London has abandoned firm strategic principles for a form of strategic political correctness as short-term politics routinely trumps long-held strategic principles. This retreat from strategic judgement has been reinforced by an obsession with austerity and cutting the deficit at whatever cost to foreign and defence policy, a lack of social cohesion, as well as uncertainty about US leadership, the future of the EU, and Britain’s place therein. However, the main cause of Britain's precipitous decline is a timid, divided, strategically-illiterate political class no longer committed to any level of strategic ambition, or a Britain able to play a serious role in the world. Consequently, Britain today punches beneath, not above, its weight in the world, as evidenced by London's silence during the 2015 Ukraine crisis. Add to that decline-laden mix a Whitehall bureaucracy that has become increasingly politicised, and which lacks all-important strategic unity of effort and purpose, and the reasons for decline become all to clear. The politicisation of London’s High Establishment is evident in the ideological struggle between hard and soft power, and the consequent loss of all-important balance between the two, as London retreats ever deeper into political spin to mask actual weakness. Unless London’s High Establishment face the world as it is, and not as they would like it to be, 2015 could mark the true end of Britain as a world power after some four hundred years. And, Europe and the wider world would be very much more dangerous place for Britain's self-imposed retreat
The Solutions
Britain is not fated to decline as Britain remains one of the world’s top five economies and one of its leading military powers. Indeed, Little Britain 2015 rejects defeatism and argues that it is not too late for Britain to regain its strategic poise and place. To do that the book considers the 2015 National Security Strategy and the Strategic Defence and Security Review in the round, and takes a positive view of the role Britain could play in the contemporary world if only the High Establishment could escape from the habit of decline management.
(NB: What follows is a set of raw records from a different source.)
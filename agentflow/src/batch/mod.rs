//! Async batch execution.
//!
//! This module provides:
//! - [`KeyValueStore`], the shared cache collaborator, and [`InMemoryStore`]
//! - [`TaskScheduler`], the job scheduler collaborator, and [`TokioScheduler`]
//! - [`BatchCoordinator`], which runs agents as jobs and aggregates results
//! - [`BatchHandle`], the explicit-wait handle over a batch result

mod cancellation;
mod coordinator;
mod handle;
mod scheduler;
mod store;

pub use cancellation::{BatchCancellation, CancelCallback};
pub use coordinator::{AgentJob, BatchConfig, BatchCoordinator, JobErrorRecord, BATCH_KEY};
pub use handle::BatchHandle;
pub use scheduler::{
    BatchJob, BatchOptions, BatchProgress, BatchSubmission, BatchSummary, CompletionCallback,
    JobAttempt, JobOutcome, TaskScheduler, TokioScheduler,
};
pub use store::{InMemoryStore, KeyValueStore};
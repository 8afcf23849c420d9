//! Key-to-factory registries for agents and middleware.

use super::Agent;
use crate::errors::AgentflowError;
use parking_lot::RwLock;
use std::collections::HashMap;
use std::fmt;
use std::sync::Arc;

type Factory<T> = Arc<dyn Fn() -> Arc<T> + Send + Sync>;

// Upper bound on alias hops, so alias cycles resolve to an error.
const MAX_ALIAS_DEPTH: usize = 8;

/// In-memory registry mapping string keys to shared instances or factories.
///
/// Instances take precedence over factories registered under the same key.
/// A factory runs on every resolution.
pub struct Registry<T: ?Sized> {
    kind: &'static str,
    instances: RwLock<HashMap<String, Arc<T>>>,
    factories: RwLock<HashMap<String, Factory<T>>>,
    aliases: RwLock<HashMap<String, String>>,
}

/// Registry of agents, used to resolve [`AgentRef::Named`](super::AgentRef::Named).
pub type AgentRegistry = Registry<dyn Agent>;

impl<T: ?Sized> Registry<T> {
    /// Creates an empty registry. `kind` names the entries in resolution errors.
    #[must_use]
    pub fn with_kind(kind: &'static str) -> Self {
        Self {
            kind,
            instances: RwLock::new(HashMap::new()),
            factories: RwLock::new(HashMap::new()),
            aliases: RwLock::new(HashMap::new()),
        }
    }

    /// Registers a shared instance under a key.
    pub fn register_as(&self, key: impl Into<String>, instance: Arc<T>) {
        self.instances.write().insert(key.into(), instance);
    }

    /// Registers a factory under a key.
    pub fn register_factory<F>(&self, key: impl Into<String>, factory: F)
    where
        F: Fn() -> Arc<T> + Send + Sync + 'static,
    {
        self.factories.write().insert(key.into(), Arc::new(factory));
    }

    /// Makes `alias` resolve to whatever `target` resolves to.
    pub fn alias(&self, alias: impl Into<String>, target: impl Into<String>) {
        self.aliases.write().insert(alias.into(), target.into());
    }

    /// Resolves a key.
    ///
    /// # Errors
    ///
    /// Returns `Resolution` if nothing is registered under the key or its aliases.
    pub fn resolve(&self, key: &str) -> Result<Arc<T>, AgentflowError> {
        let target = self.canonical_key(key);
        if let Some(instance) = self.instances.read().get(&target) {
            return Ok(Arc::clone(instance));
        }
        let factory = self.factories.read().get(&target).cloned();
        factory.map(|f| f()).ok_or_else(|| AgentflowError::Resolution {
            identifier: key.to_string(),
            kind: self.kind.to_string(),
        })
    }

    /// Returns true if the key resolves.
    #[must_use]
    pub fn contains(&self, key: &str) -> bool {
        let target = self.canonical_key(key);
        self.instances.read().contains_key(&target) || self.factories.read().contains_key(&target)
    }

    /// Removes a key and any aliases pointing directly at it.
    pub fn remove(&self, key: &str) {
        self.instances.write().remove(key);
        self.factories.write().remove(key);
        self.aliases.write().retain(|alias, target| alias != key && target != key);
    }

    /// Returns all registered keys, sorted.
    #[must_use]
    pub fn keys(&self) -> Vec<String> {
        let mut keys: Vec<String> = self
            .instances
            .read()
            .keys()
            .chain(self.factories.read().keys())
            .cloned()
            .collect();
        keys.sort();
        keys.dedup();
        keys
    }

    /// Returns the number of registered keys, aliases excluded.
    #[must_use]
    pub fn len(&self) -> usize {
        self.keys().len()
    }

    /// Returns true if nothing is registered.
    #[must_use]
    pub fn is_empty(&self) -> bool {
        self.len() == 0
    }

    fn canonical_key(&self, key: &str) -> String {
        let aliases = self.aliases.read();
        let mut current = key.to_string();
        for _ in 0..MAX_ALIAS_DEPTH {
            match aliases.get(&current) {
                Some(next) => current.clone_from(next),
                None => break,
            }
        }
        current
    }
}

impl<T: ?Sized> fmt::Debug for Registry<T> {
    fn fmt(&self, f: &mut fmt::Formatter<'_>) -> fmt::Result {
        f.debug_struct("Registry")
            .field("kind", &self.kind)
            .field("keys", &self.keys())
            .finish()
    }
}

impl Registry<dyn Agent> {
    /// Creates an empty agent registry.
    #[must_use]
    pub fn new() -> Self {
        Self::with_kind("agent")
    }

    /// Registers an agent under its own name.
    pub fn register(&self, agent: impl Agent + 'static) {
        let name = agent.name().to_string();
        self.register_as(name, Arc::new(agent));
    }
}

impl Default for Registry<dyn Agent> {
    fn default() -> Self {
        Self::new()
    }
}

#[cfg(test)]
mod tests {
    use super::*;
    use crate::agents::{FnAgent, NoOpAgent};
    use std::sync::atomic::{AtomicUsize, Ordering};

    #[test]
    fn test_register_and_resolve_instance() {
        let registry = AgentRegistry::new();
        registry.register(NoOpAgent::new("idle"));

        let agent = registry.resolve("idle").unwrap();
        assert_eq!(agent.name(), "idle");
        assert!(registry.contains("idle"));
        assert_eq!(registry.keys(), vec!["idle".to_string()]);
    }

    #[test]
    fn test_missing_key_is_resolution_error() {
        let registry = AgentRegistry::new();
        let err = registry.resolve("ghost").unwrap_err();

        assert!(matches!(
            err,
            AgentflowError::Resolution { ref identifier, ref kind }
                if identifier == "ghost" && kind == "agent"
        ));
    }

    #[test]
    fn test_factory_runs_per_resolution() {
        let registry = AgentRegistry::new();
        let built = Arc::new(AtomicUsize::new(0));
        let counter = Arc::clone(&built);
        registry.register_factory("fresh", move || {
            counter.fetch_add(1, Ordering::SeqCst);
            Arc::new(FnAgent::new("fresh", |ctx| Ok(ctx.clone()))) as Arc<dyn Agent>
        });

        registry.resolve("fresh").unwrap();
        registry.resolve("fresh").unwrap();
        assert_eq!(built.load(Ordering::SeqCst), 2);
    }

    #[test]
    fn test_aliases_and_cycles() {
        let registry = AgentRegistry::new();
        registry.register(NoOpAgent::new("idle"));
        registry.alias("noop", "idle");
        registry.alias("loop-a", "loop-b");
        registry.alias("loop-b", "loop-a");

        assert_eq!(registry.resolve("noop").unwrap().name(), "idle");
        assert!(registry.resolve("loop-a").is_err());
    }

    #[test]
    fn test_remove() {
        let registry = AgentRegistry::new();
        registry.register(NoOpAgent::new("idle"));
        registry.alias("noop", "idle");
        registry.remove("idle");

        assert!(registry.is_empty());
        assert!(!registry.contains("noop"));
    }
}
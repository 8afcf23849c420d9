//! Per-invocation execution status.

use serde::{Deserialize, Serialize};
use std::fmt;

/// The status of one agent invocation or one batch job.
///
/// Transitions: `Pending -> Running -> {Completed, Failed, Timeout, Cancelled}`,
/// plus `Pending -> Skipped` and `Pending -> Failed` (validation rejected the
/// input). A running job may also go back to `Pending` to wait for a retry.
#[derive(Debug, Clone, Copy, PartialEq, Eq, Hash, Default, Serialize, Deserialize)]
#[serde(rename_all = "snake_case")]
pub enum ExecutionStatus {
    /// Not started yet.
    #[default]
    Pending,
    /// Currently executing.
    Running,
    /// Finished successfully.
    Completed,
    /// Finished with an error.
    Failed,
    /// Exceeded its deadline.
    Timeout,
    /// Stopped by cancellation.
    Cancelled,
    /// Not executed because it was disabled or its condition was false.
    Skipped,
}

impl fmt::Display for ExecutionStatus {
    fn fmt(&self, f: &mut fmt::Formatter<'_>) -> fmt::Result {
        match self {
            Self::Pending => write!(f, "pending"),
            Self::Running => write!(f, "running"),
            Self::Completed => write!(f, "completed"),
            Self::Failed => write!(f, "failed"),
            Self::Timeout => write!(f, "timeout"),
            Self::Cancelled => write!(f, "cancelled"),
            Self::Skipped => write!(f, "skipped"),
        }
    }
}

impl ExecutionStatus {
    /// Returns true if no further transition is possible.
    #[must_use]
    pub fn is_terminal(&self) -> bool {
        matches!(
            self,
            Self::Completed | Self::Failed | Self::Timeout | Self::Cancelled | Self::Skipped
        )
    }

    /// Returns true for `Completed` and `Skipped`.
    #[must_use]
    pub fn is_success(&self) -> bool {
        matches!(self, Self::Completed | Self::Skipped)
    }

    /// Returns true if moving to `next` is a legal transition.
    #[must_use]
    pub fn can_transition_to(&self, next: Self) -> bool {
        match self {
            Self::Pending => matches!(
                next,
                Self::Running | Self::Skipped | Self::Failed | Self::Cancelled
            ),
            Self::Running => matches!(
                next,
                Self::Completed | Self::Failed | Self::Timeout | Self::Cancelled | Self::Pending
            ),
            Self::Completed | Self::Failed | Self::Timeout | Self::Cancelled | Self::Skipped => {
                false
            }
        }
    }
}

#[cfg(test)]
mod tests {
    use super::*;

    #[test]
    fn test_display() {
        assert_eq!(ExecutionStatus::Completed.to_string(), "completed");
        assert_eq!(ExecutionStatus::Skipped.to_string(), "skipped");
        assert_eq!(ExecutionStatus::Timeout.to_string(), "timeout");
    }

    #[test]
    fn test_transitions() {
        use ExecutionStatus::*;

        assert!(Pending.can_transition_to(Running));
        assert!(Pending.can_transition_to(Skipped));
        assert!(Pending.can_transition_to(Failed));
        assert!(!Pending.can_transition_to(Completed));

        assert!(Running.can_transition_to(Completed));
        assert!(Running.can_transition_to(Timeout));
        assert!(!Running.can_transition_to(Skipped));

        for terminal in [Completed, Failed, Timeout, Cancelled, Skipped] {
            assert!(terminal.is_terminal());
            assert!(!terminal.can_transition_to(Running));
        }
    }

    #[test]
    fn test_serialize() {
        let json = serde_json::to_string(&ExecutionStatus::Cancelled).unwrap();
        assert_eq!(json, r#""cancelled""#);

        let back: ExecutionStatus = serde_json::from_str(&json).unwrap();
        assert_eq!(back, ExecutionStatus::Cancelled);
    }
}
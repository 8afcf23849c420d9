//! Future-like handle over a batch result.

use super::{BatchProgress, KeyValueStore, TaskScheduler};
use crate::context::{Context, QueuedContext};
use crate::errors::AgentflowError;
use parking_lot::Mutex;
use std::fmt;
use std::sync::Arc;
use std::time::Duration;
use tokio::time::Instant;
use tracing::debug;

/// The result of deferred processing.
///
/// A handle is either ready, holding the context of a synchronous run, or
/// pending on an async batch. Callers must `wait` before reading the result
/// of a pending handle; nothing blocks implicitly.
pub struct BatchHandle {
    state: HandleState,
}

enum HandleState {
    Ready(Context),
    Pending(PendingBatch),
}

struct PendingBatch {
    batch_id: String,
    final_key: String,
    store: Arc<dyn KeyValueStore>,
    scheduler: Arc<dyn TaskScheduler>,
    poll_interval: Duration,
    resolved: Mutex<Option<Context>>,
}

impl BatchHandle {
    /// Wraps an already computed context.
    #[must_use]
    pub fn ready(ctx: Context) -> Self {
        Self {
            state: HandleState::Ready(ctx),
        }
    }

    pub(crate) fn pending(
        batch_id: String,
        final_key: String,
        store: Arc<dyn KeyValueStore>,
        scheduler: Arc<dyn TaskScheduler>,
        poll_interval: Duration,
    ) -> Self {
        Self {
            state: HandleState::Pending(PendingBatch {
                batch_id,
                final_key,
                store,
                scheduler,
                poll_interval,
                resolved: Mutex::new(None),
            }),
        }
    }

    /// Returns true if the result comes from an async batch.
    #[must_use]
    pub fn is_async(&self) -> bool {
        matches!(self.state, HandleState::Pending(_))
    }

    /// Returns the batch id of an async handle.
    #[must_use]
    pub fn batch_id(&self) -> Option<&str> {
        match &self.state {
            HandleState::Ready(_) => None,
            HandleState::Pending(batch) => Some(&batch.batch_id),
        }
    }

    /// Returns job completion, 0 to 100.
    #[must_use]
    pub fn progress(&self) -> u8 {
        match &self.state {
            HandleState::Ready(_) => 100,
            HandleState::Pending(batch) => {
                if batch.resolved.lock().is_some() {
                    return 100;
                }
                batch
                    .scheduler
                    .progress(&batch.batch_id)
                    .map_or(0, |progress| progress.percent())
            }
        }
    }

    /// Returns the job counts of an async handle.
    #[must_use]
    pub fn progress_detail(&self) -> Option<BatchProgress> {
        match &self.state {
            HandleState::Ready(_) => None,
            HandleState::Pending(batch) => batch.scheduler.progress(&batch.batch_id),
        }
    }

    /// Cancels the jobs that have not started. Returns false for ready
    /// handles and batches that were already cancelled.
    pub fn cancel(&self, reason: &str) -> bool {
        match &self.state {
            HandleState::Ready(_) => false,
            HandleState::Pending(batch) => batch.scheduler.cancel(&batch.batch_id, reason),
        }
    }

    /// Returns the result if it is already known, without waiting.
    #[must_use]
    pub fn try_result(&self) -> Option<Context> {
        match &self.state {
            HandleState::Ready(ctx) => Some(ctx.clone()),
            HandleState::Pending(batch) => batch.resolved.lock().clone(),
        }
    }

    /// Waits until the aggregated context is available.
    ///
    /// # Errors
    ///
    /// Returns `AggregationTimeout` if the final key does not appear within
    /// `timeout`, or a store error.
    pub async fn wait(&self, timeout: Duration) -> Result<Context, AgentflowError> {
        let batch = match &self.state {
            HandleState::Ready(ctx) => return Ok(ctx.clone()),
            HandleState::Pending(batch) => batch,
        };
        if let Some(ctx) = batch.resolved.lock().clone() {
            return Ok(ctx);
        }

        let started = Instant::now();
        loop {
            if let Some(value) = batch.store.get(&batch.final_key).await? {
                let ctx = Context::from_queue(QueuedContext::from_value(value)?);
                debug!(batch_id = %batch.batch_id, "Batch result available");
                *batch.resolved.lock() = Some(ctx.clone());
                return Ok(ctx);
            }

            let waited = started.elapsed();
            if waited >= timeout {
                return Err(AgentflowError::AggregationTimeout {
                    batch_id: batch.batch_id.clone(),
                    waited_ms: u64::try_from(waited.as_millis()).unwrap_or(u64::MAX),
                });
            }
            tokio::time::sleep(batch.poll_interval.min(timeout - waited)).await;
        }
    }
}

impl fmt::Debug for BatchHandle {
    fn fmt(&self, f: &mut fmt::Formatter<'_>) -> fmt::Result {
        match &self.state {
            HandleState::Ready(ctx) => f
                .debug_struct("BatchHandle")
                .field("ready", &ctx.correlation_id())
                .finish(),
            HandleState::Pending(batch) => f
                .debug_struct("BatchHandle")
                .field("batch_id", &batch.batch_id)
                .field("resolved", &batch.resolved.lock().is_some())
                .finish(),
        }
    }
}

#[cfg(test)]
mod tests {
    use super::*;
    use crate::batch::{InMemoryStore, TokioScheduler};
    use crate::context::Payload;

    fn pending(store: Arc<InMemoryStore>) -> BatchHandle {
        BatchHandle::pending(
            "b-1".to_string(),
            "final:b-1".to_string(),
            store,
            Arc::new(TokioScheduler::new()),
            Duration::from_millis(5),
        )
    }

    #[tokio::test]
    async fn test_ready_handle() {
        let handle = BatchHandle::ready(Context::new("done"));
        assert!(!handle.is_async());
        assert_eq!(handle.batch_id(), None);
        assert_eq!(handle.progress(), 100);
        assert!(!handle.cancel("no"));
        assert_eq!(
            handle.wait(Duration::ZERO).await.unwrap().payload(),
            &Payload::from("done")
        );
    }

    #[tokio::test]
    async fn test_wait_times_out_without_final_key() {
        let handle = pending(Arc::new(InMemoryStore::new()));
        assert!(handle.try_result().is_none());

        let err = handle.wait(Duration::from_millis(20)).await.unwrap_err();
        assert!(matches!(
            err,
            AgentflowError::AggregationTimeout { ref batch_id, waited_ms } if batch_id == "b-1" && waited_ms >= 20
        ));
    }

    #[tokio::test]
    async fn test_wait_reads_final_key_once_written() {
        let store = Arc::new(InMemoryStore::new());
        let handle = pending(Arc::clone(&store));
        let ctx = Context::new("merged").with_tag("batch");

        let writer = Arc::clone(&store);
        let value = ctx.prepare_for_queue().unwrap().to_value().unwrap();
        tokio::spawn(async move {
            tokio::time::sleep(Duration::from_millis(15)).await;
            writer.put("final:b-1", value, None).await.unwrap();
        });

        let result = handle.wait(Duration::from_secs(2)).await.unwrap();
        assert_eq!(result, ctx);
        assert_eq!(handle.try_result(), Some(ctx));
        assert_eq!(handle.progress(), 100);
    }
}
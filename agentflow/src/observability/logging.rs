//! Structured logging setup using tracing-subscriber.
//!
//! ## Environment Variables
//!
//! - `LOG_LEVEL`: ERROR, WARN, INFO, DEBUG or TRACE (default INFO)
//! - `LOG_FORMAT`: json, pretty or compact (default json)
//! - `LOG_SPANS`: include span open/close events (default false)
//! - `RUST_LOG`: overrides the level filter entirely

use std::env;
use std::str::FromStr;
use tracing::Level;
use tracing_subscriber::fmt::format::FmtSpan;
use tracing_subscriber::{fmt, prelude::*, EnvFilter};

/// Log output format.
#[derive(Debug, Clone, Copy, PartialEq, Eq, Default)]
pub enum LogFormat {
    /// Machine-readable JSON lines.
    #[default]
    Json,
    /// Multi-line human-readable output.
    Pretty,
    /// Single-line terminal output.
    Compact,
}

impl LogFormat {
    /// Parses a format name, falling back to JSON.
    #[must_use]
    pub fn parse(s: &str) -> Self {
        match s.to_lowercase().as_str() {
            "pretty" => Self::Pretty,
            "compact" => Self::Compact,
            _ => Self::Json,
        }
    }
}

/// Parses a level name, falling back to INFO.
#[must_use]
pub fn parse_level(s: &str) -> Level {
    Level::from_str(s.trim()).unwrap_or(Level::INFO)
}

fn build_filter(level: Level) -> EnvFilter {
    if let Ok(rust_log) = env::var("RUST_LOG") {
        return EnvFilter::new(rust_log);
    }
    ["hyper=warn", "reqwest=warn", "tokio=warn"]
        .iter()
        .filter_map(|directive| directive.parse().ok())
        .fold(EnvFilter::new(level.to_string()), EnvFilter::add_directive)
}

/// Installs the global subscriber.
///
/// Returns false if a subscriber was already installed; the existing one is
/// kept.
pub fn init_logging(level: Level, format: LogFormat, include_spans: bool) -> bool {
    let span_events = if include_spans {
        FmtSpan::NEW | FmtSpan::CLOSE
    } else {
        FmtSpan::NONE
    };
    let registry = tracing_subscriber::registry().with(build_filter(level));

    let installed = match format {
        LogFormat::Json => registry
            .with(fmt::layer().json().with_span_events(span_events))
            .try_init(),
        LogFormat::Pretty => registry
            .with(fmt::layer().pretty().with_ansi(true).with_span_events(span_events))
            .try_init(),
        LogFormat::Compact => registry
            .with(
                fmt::layer()
                    .compact()
                    .with_ansi(true)
                    .with_target(false)
                    .with_span_events(span_events),
            )
            .try_init(),
    };
    installed.is_ok()
}

/// Installs the global subscriber configured from the environment.
pub fn init_default_logging() -> bool {
    let level = parse_level(&env::var("LOG_LEVEL").unwrap_or_else(|_| "INFO".to_string()));
    let format = LogFormat::parse(&env::var("LOG_FORMAT").unwrap_or_else(|_| "json".to_string()));
    let include_spans = env::var("LOG_SPANS").is_ok_and(|v| v.eq_ignore_ascii_case("true"));
    init_logging(level, format, include_spans)
}
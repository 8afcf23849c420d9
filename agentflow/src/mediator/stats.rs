//! Aggregate dispatch statistics.

use serde::{Deserialize, Serialize};
use std::collections::BTreeMap;

/// Counters for one agent.
#[derive(Debug, Clone, Default, PartialEq, Serialize, Deserialize)]
pub struct AgentStats {
    /// Number of dispatches.
    pub calls: u64,
    /// Dispatches that added no errors.
    pub successes: u64,
    /// Dispatches that failed.
    pub failures: u64,
    /// Cumulative wall time.
    pub total_time_ms: f64,
}

impl AgentStats {
    /// Returns the mean dispatch time.
    #[must_use]
    pub fn average_time_ms(&self) -> f64 {
        if self.calls == 0 {
            return 0.0;
        }
        self.total_time_ms / self.calls as f64
    }
}

/// A snapshot of mediator statistics.
#[derive(Debug, Clone, Default, PartialEq, Serialize, Deserialize)]
pub struct MediatorStats {
    /// Number of dispatches, including failed resolutions.
    pub total_dispatches: u64,
    /// Dispatches that added no errors.
    pub successful: u64,
    /// Dispatches that failed.
    pub failed: u64,
    /// Cumulative wall time across all agents.
    pub total_time_ms: f64,
    /// Per-agent counters, keyed by agent name.
    pub agents: BTreeMap<String, AgentStats>,
}

impl MediatorStats {
    /// Returns the fraction of successful dispatches, or 0 when nothing ran.
    #[must_use]
    pub fn success_rate(&self) -> f64 {
        if self.total_dispatches == 0 {
            return 0.0;
        }
        self.successful as f64 / self.total_dispatches as f64
    }

    /// Returns the mean dispatch time.
    #[must_use]
    pub fn average_time_ms(&self) -> f64 {
        if self.total_dispatches == 0 {
            return 0.0;
        }
        self.total_time_ms / self.total_dispatches as f64
    }

    /// Returns the counters of one agent.
    #[must_use]
    pub fn agent(&self, name: &str) -> Option<&AgentStats> {
        self.agents.get(name)
    }

    pub(crate) fn record(&mut self, agent: &str, success: bool, elapsed_ms: f64) {
        self.total_dispatches += 1;
        self.total_time_ms += elapsed_ms;
        let entry = self.agents.entry(agent.to_string()).or_default();
        entry.calls += 1;
        entry.total_time_ms += elapsed_ms;
        if success {
            self.successful += 1;
            entry.successes += 1;
        } else {
            self.failed += 1;
            entry.failures += 1;
        }
    }
}

#[cfg(test)]
mod tests {
    use super::*;

    #[test]
    fn test_empty_stats() {
        let stats = MediatorStats::default();
        assert_eq!(stats.success_rate(), 0.0);
        assert_eq!(stats.average_time_ms(), 0.0);
        assert!(stats.agent("missing").is_none());
    }

    #[test]
    fn test_record_updates_totals_and_agents() {
        let mut stats = MediatorStats::default();
        stats.record("upper", true, 10.0);
        stats.record("upper", false, 30.0);
        stats.record("reverse", true, 2.0);

        assert_eq!(stats.total_dispatches, 3);
        assert_eq!(stats.successful, 2);
        assert_eq!(stats.failed, 1);

        let upper = stats.agent("upper").unwrap();
        assert_eq!(upper.calls, 2);
        assert_eq!(upper.failures, 1);
        assert!((upper.average_time_ms() - 20.0).abs() < f64::EPSILON);
        assert!((stats.success_rate() - 2.0 / 3.0).abs() < 1e-9);
    }
}
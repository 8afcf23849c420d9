//! Shared key-value store collaborator.

use crate::errors::AgentflowError;
use async_trait::async_trait;
use dashmap::mapref::entry::Entry;
use dashmap::DashMap;
use serde_json::Value;
use std::time::{Duration, Instant};

/// A key-value cache reachable by every worker.
///
/// Used for per-job batch results, final aggregates and response caching.
#[async_trait]
pub trait KeyValueStore: Send + Sync {
    /// Stores a value. `None` means no expiry.
    async fn put(&self, key: &str, value: Value, ttl: Option<Duration>)
        -> Result<(), AgentflowError>;

    /// Reads a value, ignoring expired entries.
    async fn get(&self, key: &str) -> Result<Option<Value>, AgentflowError>;

    /// Returns true if a live value exists.
    async fn has(&self, key: &str) -> Result<bool, AgentflowError> {
        Ok(self.get(key).await?.is_some())
    }

    /// Removes a value.
    async fn forget(&self, key: &str) -> Result<(), AgentflowError>;

    /// Stores a value only if no live value exists. Returns true if stored.
    ///
    /// The default is not atomic; stores shared across processes should
    /// override it.
    async fn put_if_absent(
        &self,
        key: &str,
        value: Value,
        ttl: Option<Duration>,
    ) -> Result<bool, AgentflowError> {
        if self.has(key).await? {
            return Ok(false);
        }
        self.put(key, value, ttl).await?;
        Ok(true)
    }
}

struct StoreEntry {
    value: Value,
    expires_at: Option<Instant>,
}

impl StoreEntry {
    fn new(value: Value, ttl: Option<Duration>) -> Self {
        Self {
            value,
            expires_at: ttl.map(|ttl| Instant::now() + ttl),
        }
    }

    fn is_live(&self) -> bool {
        self.expires_at.map_or(true, |at| Instant::now() < at)
    }
}

/// In-process store with per-entry expiry.
#[derive(Default)]
pub struct InMemoryStore {
    entries: DashMap<String, StoreEntry>,
}

impl InMemoryStore {
    /// Creates an empty store.
    #[must_use]
    pub fn new() -> Self {
        Self::default()
    }

    /// Returns the number of live entries.
    #[must_use]
    pub fn len(&self) -> usize {
        self.entries.iter().filter(|e| e.is_live()).count()
    }

    /// Returns true if no live entries exist.
    #[must_use]
    pub fn is_empty(&self) -> bool {
        self.len() == 0
    }

    /// Returns the live keys starting with a prefix, sorted.
    #[must_use]
    pub fn keys_with_prefix(&self, prefix: &str) -> Vec<String> {
        let mut keys: Vec<String> = self
            .entries
            .iter()
            .filter(|e| e.is_live() && e.key().starts_with(prefix))
            .map(|e| e.key().clone())
            .collect();
        keys.sort();
        keys
    }

    /// Removes expired entries.
    pub fn purge_expired(&self) {
        self.entries.retain(|_, entry| entry.is_live());
    }

    /// Clears all entries.
    pub fn clear(&self) {
        self.entries.clear();
    }
}

impl std::fmt::Debug for InMemoryStore {
    fn fmt(&self, f: &mut std::fmt::Formatter<'_>) -> std::fmt::Result {
        f.debug_struct("InMemoryStore")
            .field("entries", &self.entries.len())
            .finish()
    }
}

#[async_trait]
impl KeyValueStore for InMemoryStore {
    async fn put(
        &self,
        key: &str,
        value: Value,
        ttl: Option<Duration>,
    ) -> Result<(), AgentflowError> {
        self.entries
            .insert(key.to_string(), StoreEntry::new(value, ttl));
        Ok(())
    }

    async fn get(&self, key: &str) -> Result<Option<Value>, AgentflowError> {
        if let Some(entry) = self.entries.get(key) {
            if entry.is_live() {
                return Ok(Some(entry.value.clone()));
            }
            drop(entry);
            self.entries.remove(key);
        }
        Ok(None)
    }

    async fn forget(&self, key: &str) -> Result<(), AgentflowError> {
        self.entries.remove(key);
        Ok(())
    }

    async fn put_if_absent(
        &self,
        key: &str,
        value: Value,
        ttl: Option<Duration>,
    ) -> Result<bool, AgentflowError> {
        match self.entries.entry(key.to_string()) {
            Entry::Occupied(mut occupied) => {
                if occupied.get().is_live() {
                    return Ok(false);
                }
                occupied.insert(StoreEntry::new(value, ttl));
                Ok(true)
            }
            Entry::Vacant(vacant) => {
                vacant.insert(StoreEntry::new(value, ttl));
                Ok(true)
            }
        }
    }
}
Little Britain 2015 offers a series of solutions to take Britain out of its strategic malaise. First, Britain needs a National Security Strategy that properly assesses Britain’s place in the world, what is needed to defend and protect Britain’s critical national interests, and exert influence over the grand alliances critical to the British way of strategy. Second, the book calls on the National Security Council to be much strengthened so that it can help properly forge a real whole-of-government approach to national strategy and security, and thus ensure balance between the protection of society and the projection of British power and influence. Third, Britain must create a radical future British military force powerful and agile enough to support the US and act as a high-end core within NATO and the EU that is configured to lead and support coalitions of allies and partners the world over.
This is not just a book about Britain; it is about the choices all democracies must make as Russia and Islamic State bring the strategic foreplay of the twenty-first century to a shattering end. Strategic engagement or strategic pretence? That is the choice Britain faces. If it is the latter then Britain, Europe and the wider West will become victims of change, rather than the masters of it. Now is the time to act!